> **What the task requires**
Copy each line containing the word "RecordBatchIterator" from the records that follow, please.

> **Dataset**

#[cfg(test)]
mod tests;

use super::{EmbeddingRecord, SolutionMetadata, embedding_document};
use crate::config::Config;
use crate::embeddings::ollama::OllamaClient;
use crate::MemoryError;
use arrow::array::{Array, FixedSizeListArray, Float32Array, RecordBatchIterator, StringArray};
use arrow::datatypes::{DataType, Field, Schema};
use arrow::record_batch::RecordBatch;
use futures::TryStreamExt;
use lancedb::{
    Connection, DistanceType, Table,
    query::{ExecutableQuery, QueryBase},
};
use std::sync::Arc;
use tracing::{debug, info, warn};

/// Vector index over one embedding per record, queried by cosine similarity
pub struct VectorStore {
    connection: Connection,
    table_name: String,
    embedder: OllamaClient,
    vector_dimension: usize,
}

impl VectorStore {
    /// Connect to (or create) the vector database under the configured data
    /// directory
    #[inline]
    pub async fn new(config: &Config) -> Result<Self, MemoryError> {
        let db_path = config.vector_database_path();
        debug!("Initializing LanceDB at path: {:?}", db_path);

        if let Some(parent) = db_path.parent() {
            std::fs::create_dir_all(parent).map_err(|e| {
                MemoryError::Database(format!("Failed to create vector database directory: {}", e))
            })?;
        }

        let uri = format!("file://{}", db_path.display());
        let connection = lancedb::connect(&uri)
            .execute()
            .await
            .map_err(|e| MemoryError::Database(format!("Failed to connect to LanceDB: {}", e)))?;

        let embedder = OllamaClient::new(config.ollama.clone())
            .map_err(|e| MemoryError::Embedding(format!("Failed to create Ollama client: {}", e)))?;

        let store = Self {
            connection,
            table_name: "embeddings".to_string(),
            embedder,
            vector_dimension: config.ollama.embedding_dimension as usize,
        };

        store.initialize_table().await?;

        info!("Vector store initialized successfully");
        Ok(store)
    }

    /// Create the embeddings table if it does not exist yet
    async fn initialize_table(&self) -> Result<(), MemoryError> {
        let table_names = self
            .connection
            .table_names()
            .execute()
            .await
            .map_err(|e| MemoryError::Database(format!("Failed to list tables: {}", e)))?;

        if table_names.contains(&self.table_name) {
            debug!("Embeddings table already exists");
            return Ok(());
        }

        info!(
            "Creating embeddings table with {} dimensions",
            self.vector_dimension
        );

        let schema = self.create_schema();
        self.connection
            .create_empty_table(&self.table_name, schema)
            .execute()
            .await
            .map_err(|e| MemoryError::Database(format!("Failed to create table: {}", e)))?;

        Ok(())
    }

    fn create_schema(&self) -> Arc<Schema> {
        Arc::new(Schema::new(vec![
            Field::new("id", DataType::Utf8, false),
            Field::new(
                "vector",
                DataType::FixedSizeList(
                    Arc::new(Field::new("item", DataType::Float32, false)),
                    self.vector_dimension as i32,
                ),
                false,
            ),
            Field::new("solution_id", DataType::Utf8, false),
            Field::new("title", DataType::Utf8, false),
        ]))
    }

    async fn open_table(&self) -> Result<Table, MemoryError> {
        self.connection
            .open_table(&self.table_name)
            .execute()
            .await
            .map_err(|e| MemoryError::Database(format!("Failed to open table: {}", e)))
    }

    /// Embed the record's derived document and store it keyed by id.
    ///
    /// Not idempotent: adding the same id twice stores two entries. Callers
    /// re-indexing an existing record use `update` instead.
    #[inline]
    pub async fn add(
        &self,
        id: &str,
        problem: &str,
        error_messages: &[String],
        title: &str,
    ) -> Result<(), MemoryError> {
        let record = self.embed_record(id, problem, error_messages, title)?;
        self.insert_record(record).await
    }

    /// Re-embed and replace the stored vector and metadata for an id
    #[inline]
    pub async fn update(
        &self,
        id: &str,
        problem: &str,
        error_messages: &[String],
        title: &str,
    ) -> Result<(), MemoryError> {
        let record = self.embed_record(id, problem, error_messages, title)?;
        self.delete(id).await;
        self.insert_record(record).await
    }

    fn embed_record(
        &self,
        id: &str,
        problem: &str,
        error_messages: &[String],
        title: &str,
    ) -> Result<EmbeddingRecord, MemoryError> {
        let document = embedding_document(problem, error_messages);

        let result = self
            .embedder
            .generate_embedding(&document)
            .map_err(|e| MemoryError::Embedding(format!("Failed to embed document: {}", e)))?;

        if result.embedding.len() != self.vector_dimension {
            return Err(MemoryError::Embedding(format!(
                "Embedding backend returned {} dimensions, expected {}",
                result.embedding.len(),
                self.vector_dimension
            )));
        }

        Ok(EmbeddingRecord {
            id: id.to_string(),
            vector: result.embedding,
            metadata: SolutionMetadata {
                solution_id: id.to_string(),
                title: title.to_string(),
            },
        })
    }

    async fn insert_record(&self, record: EmbeddingRecord) -> Result<(), MemoryError> {
        let record_batch = self.create_record_batch(&record)?;
        let table = self.open_table().await?;

        let schema = record_batch.schema();
        let reader = RecordBatchIterator::new(std::iter::once(Ok(record_batch)), schema);
        table
            .add(reader)
            .execute()
            .await
            .map_err(|e| MemoryError::Database(format!("Failed to insert embedding: {}", e)))?;

        debug!("Stored embedding for record {}", record.id);
        Ok(())
    }

    fn create_record_batch(&self, record: &EmbeddingRecord) -> Result<RecordBatch, MemoryError> {
        let schema = self.create_schema();

        let values_array = Float32Array::from(record.vector.clone());
        let field = Arc::new(Field::new("item", DataType::Float32, false));
        let vector_array = FixedSizeListArray::try_new(
            field,
            self.vector_dimension as i32,
            Arc::new(values_array),
            None,
        )
        .map_err(|e| MemoryError::Database(format!("Failed to create vector array: {}", e)))?;

        let arrays: Vec<Arc<dyn Array>> = vec![
            Arc::new(StringArray::from(vec![record.id.as_str()])),
            Arc::new(vector_array),
            Arc::new(StringArray::from(vec![
                record.metadata.solution_id.as_str(),
            ])),
            Arc::new(StringArray::from(vec![record.metadata.title.as_str()])),
        ];

        RecordBatch::try_new(schema, arrays)
            .map_err(|e| MemoryError::Database(format!("Failed to create record batch: {}", e)))
    }

    /// Nearest neighbors by cosine similarity, best first.
    ///
    /// Similarity is `1 - cosine distance`, so 1.0 is a perfect match and
    /// values may go below zero for dissimilar vectors. An empty index
    /// yields an empty result without touching the underlying engine.
    #[inline]
    pub async fn search(&self, query: &str, limit: usize) -> Result<Vec<(String, f32)>, MemoryError> {
        let count = self.count().await?;
        if count == 0 || limit == 0 {
            return Ok(Vec::new());
        }

        let result = self
            .embedder
            .generate_embedding(query)
            .map_err(|e| MemoryError::Embedding(format!("Failed to embed query: {}", e)))?;

        let table = self.open_table().await?;
        let results = table
            .vector_search(result.embedding)
            .map_err(|e| MemoryError::Database(format!("Failed to create vector search: {}", e)))?
            .distance_type(DistanceType::Cosine)
            .column("vector")
            .limit(limit.min(count))
            .execute()
            .await
            .map_err(|e| MemoryError::Database(format!("Failed to execute search: {}", e)))?;

        self.parse_search_results(results).await
    }

    async fn parse_search_results(
        &self,
        mut results: lancedb::arrow::SendableRecordBatchStream,
    ) -> Result<Vec<(String, f32)>, MemoryError> {
        let mut matches = Vec::new();

        while let Some(batch) = results
            .try_next()
            .await
            .map_err(|e| MemoryError::Database(format!("Failed to read result stream: {}", e)))?
        {
            let ids = batch
                .column_by_name("id")
                .ok_or_else(|| MemoryError::Database("Missing id column".to_string()))?
                .as_any()
                .downcast_ref::<StringArray>()
                .ok_or_else(|| MemoryError::Database("Invalid id column type".to_string()))?;

            let distances = batch
                .column_by_name("_distance")
                .map(|col| col.as_any().downcast_ref::<Float32Array>());

            for row in 0..batch.num_rows() {
                let distance = distances
                    .flatten()
                    .map_or(0.0, |d| if d.is_null(row) { 0.0 } else { d.value(row) });

                matches.push((ids.value(row).to_string(), 1.0 - distance));
            }
        }

        debug!("Parsed {} vector search results", matches.len());
        Ok(matches)
    }

    /// Remove the embedding for an id. Failures are reported as `false`
    /// rather than propagated.
    #[inline]
    pub async fn delete(&self, id: &str) -> bool {
        let table = match self.open_table().await {
            Ok(table) => table,
            Err(e) => {
                warn!("Failed to open table for delete: {}", e);
                return false;
            }
        };

        let predicate = format!("id = '{}'", id.replace('\'', "''"));
        match table.delete(&predicate).await {
            Ok(_) => {
                debug!("Deleted embedding for record {}", id);
                true
            }
            Err(e) => {
                warn!("Failed to delete embedding for record {}: {}", id, e);
                false
            }
        }
    }

    /// Number of indexed records
    #[inline]
    pub async fn count(&self) -> Result<usize, MemoryError> {
        let table = self.open_table().await?;

        table
            .count_rows(None)
            .await
            .map_err(|e| MemoryError::Database(format!("Failed to count rows: {}", e)))
    }

    /// All record ids currently present in the index
    #[inline]
    pub async fn list_ids(&self) -> Result<Vec<String>, MemoryError> {
        let table = self.open_table().await?;

        let mut results = table
            .query()
            .execute()
            .await
            .map_err(|e| MemoryError::Database(format!("Failed to scan table: {}", e)))?;

        let mut ids = Vec::new();
        while let Some(batch) = results
            .try_next()
            .await
            .map_err(|e| MemoryError::Database(format!("Failed to read scan stream: {}", e)))?
        {
            let id_column = batch
                .column_by_name("id")
                .ok_or_else(|| MemoryError::Database("Missing id column".to_string()))?
                .as_any()
                .downcast_ref::<StringArray>()
                .ok_or_else(|| MemoryError::Database("Invalid id column type".to_string()))?;

            for row in 0..batch.num_rows() {
                ids.push(id_column.value(row).to_string());
            }
        }

        Ok(ids)
    }
}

> **Task output**
use arrow::array::{Array, FixedSizeListArray, Float32Array, RecordBatchIterator, StringArray};
        let reader = RecordBatchIterator::new(std::iter::once(Ok(record_batch)), schema);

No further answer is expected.